What you will do –
Please return every line in the following data that includes the string "CommentId".

***** Material to process

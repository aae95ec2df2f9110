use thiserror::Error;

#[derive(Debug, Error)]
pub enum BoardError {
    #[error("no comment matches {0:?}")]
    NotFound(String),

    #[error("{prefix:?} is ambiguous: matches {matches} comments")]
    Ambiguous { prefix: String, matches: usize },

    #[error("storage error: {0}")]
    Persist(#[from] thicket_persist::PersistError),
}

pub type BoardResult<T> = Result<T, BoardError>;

**********
***** Material to process

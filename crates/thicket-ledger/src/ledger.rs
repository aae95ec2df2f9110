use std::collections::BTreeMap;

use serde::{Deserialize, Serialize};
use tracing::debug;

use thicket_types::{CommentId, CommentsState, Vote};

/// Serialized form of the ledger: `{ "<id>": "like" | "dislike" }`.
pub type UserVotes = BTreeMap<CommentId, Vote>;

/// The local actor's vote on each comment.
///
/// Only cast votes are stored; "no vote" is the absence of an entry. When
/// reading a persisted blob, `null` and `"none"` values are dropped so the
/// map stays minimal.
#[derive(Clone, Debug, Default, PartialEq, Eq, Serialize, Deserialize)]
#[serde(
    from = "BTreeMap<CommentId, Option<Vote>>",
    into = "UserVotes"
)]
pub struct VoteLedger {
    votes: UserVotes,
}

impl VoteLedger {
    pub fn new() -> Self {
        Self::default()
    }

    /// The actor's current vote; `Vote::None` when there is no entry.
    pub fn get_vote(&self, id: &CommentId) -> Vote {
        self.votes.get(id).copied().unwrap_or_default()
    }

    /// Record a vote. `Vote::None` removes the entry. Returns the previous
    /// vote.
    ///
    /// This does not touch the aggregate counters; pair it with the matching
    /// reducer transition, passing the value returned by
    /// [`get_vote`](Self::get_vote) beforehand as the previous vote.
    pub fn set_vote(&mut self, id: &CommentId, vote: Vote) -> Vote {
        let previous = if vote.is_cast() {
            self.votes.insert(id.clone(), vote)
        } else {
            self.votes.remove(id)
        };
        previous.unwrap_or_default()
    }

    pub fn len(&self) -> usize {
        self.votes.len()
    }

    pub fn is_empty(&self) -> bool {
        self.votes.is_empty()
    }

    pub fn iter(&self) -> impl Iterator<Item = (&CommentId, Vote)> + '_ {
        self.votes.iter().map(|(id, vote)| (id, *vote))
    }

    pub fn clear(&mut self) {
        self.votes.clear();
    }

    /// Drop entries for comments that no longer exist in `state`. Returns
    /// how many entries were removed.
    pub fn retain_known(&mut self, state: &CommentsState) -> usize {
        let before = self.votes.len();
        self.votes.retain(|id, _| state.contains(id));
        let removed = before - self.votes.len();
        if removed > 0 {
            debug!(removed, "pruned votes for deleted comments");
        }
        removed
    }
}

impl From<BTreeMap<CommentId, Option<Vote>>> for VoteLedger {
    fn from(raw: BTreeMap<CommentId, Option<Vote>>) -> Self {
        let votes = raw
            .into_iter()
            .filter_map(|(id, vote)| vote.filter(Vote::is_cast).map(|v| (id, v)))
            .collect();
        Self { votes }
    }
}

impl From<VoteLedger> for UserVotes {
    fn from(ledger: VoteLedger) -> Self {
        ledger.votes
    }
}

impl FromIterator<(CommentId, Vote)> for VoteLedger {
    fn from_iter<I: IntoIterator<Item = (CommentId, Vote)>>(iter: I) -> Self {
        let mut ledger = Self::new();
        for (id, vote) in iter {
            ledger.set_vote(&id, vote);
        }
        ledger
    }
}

**********

Written response –
use thicket_types::{CommentId, CommentsState, Vote};
pub type UserVotes = BTreeMap<CommentId, Vote>;
    from = "BTreeMap<CommentId, Option<Vote>>",
    pub fn get_vote(&self, id: &CommentId) -> Vote {
    pub fn set_vote(&mut self, id: &CommentId, vote: Vote) -> Vote {
    pub fn iter(&self) -> impl Iterator<Item = (&CommentId, Vote)> + '_ {
impl From<BTreeMap<CommentId, Option<Vote>>> for VoteLedger {
    fn from(raw: BTreeMap<CommentId, Option<Vote>>) -> Self {
impl FromIterator<(CommentId, Vote)> for VoteLedger {
    fn from_iter<I: IntoIterator<Item = (CommentId, Vote)>>(iter: I) -> Self {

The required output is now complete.